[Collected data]
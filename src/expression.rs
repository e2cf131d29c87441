//! Expression bank — reusable phrase material referenced by phases.
//!
//! A persona definition may carry a bank of authored phrases, grouped
//! either flat (`"battle_cries": [...]`) or by category and key
//! (`"talk": {"intro": [...]}`). Phases point into the bank through
//! their `expression_refs`, in two forms:
//!
//! - `"cat.key"` — one keyed list inside a category,
//! - `"battle_cries"` — a whole flat group (or an entire category,
//!   flattened).
//!
//! Unresolvable references are ignored everywhere; the bank is
//! advisory material for prompt construction, never a hard dependency.

use std::collections::BTreeMap;

use once_cell::sync::Lazy;
use regex::Regex;
use serde::{Deserialize, Deserializer, Serialize};
use serde_json::Value;

use crate::phase::scheduler::NoiseSource;

static REF_PATTERN: Lazy<Regex> =
    Lazy::new(|| Regex::new(r"([A-Za-z0-9_]+)\.([A-Za-z0-9_]+)").unwrap());

/// One named group of phrases.
#[derive(Debug, Clone, PartialEq, Serialize)]
#[serde(untagged)]
pub enum ExpressionGroup {
    /// A flat phrase list.
    Phrases(Vec<String>),
    /// Keyed phrase lists under one category.
    Keyed(BTreeMap<String, Vec<String>>),
}

/// The full phrase bank of one persona.
#[derive(Debug, Clone, Default, PartialEq, Serialize)]
#[serde(transparent)]
pub struct ExpressionBank {
    groups: BTreeMap<String, ExpressionGroup>,
}

impl ExpressionBank {
    pub fn is_empty(&self) -> bool {
        self.groups.is_empty()
    }

    /// Phrases behind one reference, or empty for anything that does
    /// not resolve.
    pub fn pool(&self, reference: &str) -> Vec<&str> {
        if let Some((category, key)) = reference.split_once('.') {
            return match self.groups.get(category) {
                Some(ExpressionGroup::Keyed(keys)) => keys
                    .get(key)
                    .map(|phrases| phrases.iter().map(String::as_str).collect())
                    .unwrap_or_default(),
                _ => Vec::new(),
            };
        }
        match self.groups.get(reference) {
            Some(ExpressionGroup::Phrases(phrases)) => {
                phrases.iter().map(String::as_str).collect()
            }
            Some(ExpressionGroup::Keyed(keys)) => keys
                .values()
                .flat_map(|phrases| phrases.iter().map(String::as_str))
                .collect(),
            None => Vec::new(),
        }
    }

    /// `cat.key` tokens mentioned in free text that resolve in this
    /// bank, in order of first appearance.
    pub fn scan_description(&self, text: &str) -> Vec<String> {
        let mut found = Vec::new();
        for capture in REF_PATTERN.captures_iter(text) {
            let reference = capture[0].to_string();
            if !found.contains(&reference) && !self.pool(&reference).is_empty() {
                found.push(reference);
            }
        }
        found
    }

    /// Merge a phase's explicit references with the ones its
    /// description mentions, dropping anything unresolvable.
    pub fn collect_refs(&self, explicit: &[String], description: &str) -> Vec<String> {
        let mut refs: Vec<String> = Vec::new();
        for reference in explicit {
            if !refs.contains(reference) && !self.pool(reference).is_empty() {
                refs.push(reference.clone());
            }
        }
        for reference in self.scan_description(description) {
            if !refs.contains(&reference) {
                refs.push(reference);
            }
        }
        refs
    }

    /// Draw up to `max_samples` distinct phrases from the pools behind
    /// the given (already ranked) references.
    ///
    /// Selection goes through the engine's noise seam so tests get
    /// deterministic samples.
    pub fn sample_weighted(
        &self,
        refs: &[String],
        max_samples: usize,
        noise: &mut dyn NoiseSource,
    ) -> Vec<String> {
        let mut pool: Vec<&str> = Vec::new();
        for reference in refs {
            for phrase in self.pool(reference) {
                if !pool.contains(&phrase) {
                    pool.push(phrase);
                }
            }
        }

        let mut samples = Vec::new();
        while samples.len() < max_samples && !pool.is_empty() {
            let index = (noise.unit() * pool.len() as f64) as usize;
            let index = index.min(pool.len() - 1);
            samples.push(pool.swap_remove(index).to_string());
        }
        samples
    }
}

// Hand-rolled so junk shapes degrade instead of failing the whole
// persona definition: non-string phrases and unrecognized group shapes
// are dropped.
impl<'de> Deserialize<'de> for ExpressionBank {
    fn deserialize<D>(deserializer: D) -> Result<Self, D::Error>
    where
        D: Deserializer<'de>,
    {
        let value = Value::deserialize(deserializer)?;
        let mut groups = BTreeMap::new();

        if let Value::Object(entries) = value {
            for (name, group) in entries {
                match group {
                    Value::Array(items) => {
                        groups.insert(name, ExpressionGroup::Phrases(string_list(items)));
                    }
                    Value::Object(keyed) => {
                        let mut lists = BTreeMap::new();
                        for (key, item) in keyed {
                            if let Value::Array(items) = item {
                                lists.insert(key, string_list(items));
                            }
                        }
                        groups.insert(name, ExpressionGroup::Keyed(lists));
                    }
                    _ => {}
                }
            }
        }

        Ok(Self { groups })
    }
}

fn string_list(items: Vec<Value>) -> Vec<String> {
    items
        .into_iter()
        .filter_map(|item| match item {
            Value::String(s) => Some(s),
            _ => None,
        })
        .collect()
}

// ============================================================================
// Tests
// ============================================================================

# [TASK ITEM]
Copy the lines above, please. Keep them exact.

# [ANSWER TO THIS PROBLEM]
filename src/expression.rs
repository e2cf131d29c87441
//! Expression bank — reusable phrase material referenced by phases.
//!
//! A persona definition may carry a bank of authored phrases, grouped
//! either flat (`"battle_cries": [...]`) or by category and key
//! (`"talk": {"intro": [...]}`). Phases point into the bank through
//! their `expression_refs`, in two forms:
//!
//! - `"cat.key"` — one keyed list inside a category,
//! - `"battle_cries"` — a whole flat group (or an entire category,
//!   flattened).
//!
//! Unresolvable references are ignored everywhere; the bank is
//! advisory material for prompt construction, never a hard dependency.

use std::collections::BTreeMap;

use once_cell::sync::Lazy;
use regex::Regex;
use serde::{Deserialize, Deserializer, Serialize};
use serde_json::Value;

use crate::phase::scheduler::NoiseSource;

static REF_PATTERN: Lazy<Regex> =
    Lazy::new(|| Regex::new(r"([A-Za-z0-9_]+)\.([A-Za-z0-9_]+)").unwrap());

/// One named group of phrases.
#[derive(Debug, Clone, PartialEq, Serialize)]
#[serde(untagged)]
pub enum ExpressionGroup {
    /// A flat phrase list.
    Phrases(Vec<String>),
    /// Keyed phrase lists under one category.
    Keyed(BTreeMap<String, Vec<String>>),
}

/// The full phrase bank of one persona.
#[derive(Debug, Clone, Default, PartialEq, Serialize)]
#[serde(transparent)]
pub struct ExpressionBank {
    groups: BTreeMap<String, ExpressionGroup>,
}

impl ExpressionBank {
    pub fn is_empty(&self) -> bool {
        self.groups.is_empty()
    }

    /// Phrases behind one reference, or empty for anything that does
    /// not resolve.
    pub fn pool(&self, reference: &str) -> Vec<&str> {
        if let Some((category, key)) = reference.split_once('.') {
            return match self.groups.get(category) {
                Some(ExpressionGroup::Keyed(keys)) => keys
                    .get(key)
                    .map(|phrases| phrases.iter().map(String::as_str).collect())
                    .unwrap_or_default(),
                _ => Vec::new(),
            };
        }
        match self.groups.get(reference) {
            Some(ExpressionGroup::Phrases(phrases)) => {
                phrases.iter().map(String::as_str).collect()
            }
            Some(ExpressionGroup::Keyed(keys)) => keys
                .values()
                .flat_map(|phrases| phrases.iter().map(String::as_str))
                .collect(),
            None => Vec::new(),
        }
    }

    /// `cat.key` tokens mentioned in free text that resolve in this
    /// bank, in order of first appearance.
    pub fn scan_description(&self, text: &str) -> Vec<String> {
        let mut found = Vec::new();
        for capture in REF_PATTERN.captures_iter(text) {
            let reference = capture[0].to_string();
            if !found.contains(&reference) && !self.pool(&reference).is_empty() {
                found.push(reference);
            }
        }
        found
    }

    /// Merge a phase's explicit references with the ones its
    /// description mentions, dropping anything unresolvable.
    pub fn collect_refs(&self, explicit: &[String], description: &str) -> Vec<String> {
        let mut refs: Vec<String> = Vec::new();
        for reference in explicit {
            if !refs.contains(reference) && !self.pool(reference).is_empty() {
                refs.push(reference.clone());
            }
        }
        for reference in self.scan_description(description) {
            if !refs.contains(&reference) {
                refs.push(reference);
            }
        }
        refs
    }

    /// Draw up to `max_samples` distinct phrases from the pools behind
    /// the given (already ranked) references.
    ///
    /// Selection goes through the engine's noise seam so tests get
    /// deterministic samples.
    pub fn sample_weighted(
        &self,
        refs: &[String],
        max_samples: usize,
        noise: &mut dyn NoiseSource,
    ) -> Vec<String> {
        let mut pool: Vec<&str> = Vec::new();
        for reference in refs {
            for phrase in self.pool(reference) {
                if !pool.contains(&phrase) {
                    pool.push(phrase);
                }
            }
        }

        let mut samples = Vec::new();
        while samples.len() < max_samples && !pool.is_empty() {
            let index = (noise.unit() * pool.len() as f64) as usize;
            let index = index.min(pool.len() - 1);
            samples.push(pool.swap_remove(index).to_string());
        }
        samples
    }
}

// Hand-rolled so junk shapes degrade instead of failing the whole
// persona definition: non-string phrases and unrecognized group shapes
// are dropped.
impl<'de> Deserialize<'de> for ExpressionBank {
    fn deserialize<D>(deserializer: D) -> Result<Self, D::Error>
    where
        D: Deserializer<'de>,
    {
        let value = Value::deserialize(deserializer)?;
        let mut groups = BTreeMap::new();

        if let Value::Object(entries) = value {
            for (name, group) in entries {
                match group {
                    Value::Array(items) => {
                        groups.insert(name, ExpressionGroup::Phrases(string_list(items)));
                    }
                    Value::Object(keyed) => {
                        let mut lists = BTreeMap::new();
                        for (key, item) in keyed {
                            if let Value::Array(items) = item {
                                lists.insert(key, string_list(items));
                            }
                        }
                        groups.insert(name, ExpressionGroup::Keyed(lists));
                    }
                    _ => {}
                }
            }
        }

        Ok(Self { groups })
    }
}

fn string_list(items: Vec<Value>) -> Vec<String> {
    items
        .into_iter()
        .filter_map(|item| match item {
            Value::String(s) => Some(s),
            _ => None,
        })
        .collect()
}

// ============================================================================
// Tests
// ============================================================================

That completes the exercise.